Dataset records: Begin
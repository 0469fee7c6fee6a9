//! Result type alias for the anonymizer

use super::errors::AnonymizerError;

/// Result type alias for anonymizer operations
///
/// # Examples
///
/// ```
/// use pii_anonymizer::domain::result::Result;
/// use pii_anonymizer::domain::errors::AnonymizerError;
///
/// fn example_function() -> Result<String> {
///     Ok("success".to_string())
/// }
///
/// fn failing_function() -> Result<()> {
///     Err(AnonymizerError::InvalidInput("not a number".to_string()))
/// }
/// ```
pub type Result<T> = std::result::Result<T, AnonymizerError>;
Dataset records: End
- Task directions -
The answer must be every line from the records above that contains "Result".

- Solution to the exercise -
//! Result type alias for the anonymizer
/// Result type alias for anonymizer operations
/// use pii_anonymizer::domain::result::Result;
/// fn example_function() -> Result<String> {
/// fn failing_function() -> Result<()> {
pub type Result<T> = std::result::Result<T, AnonymizerError>;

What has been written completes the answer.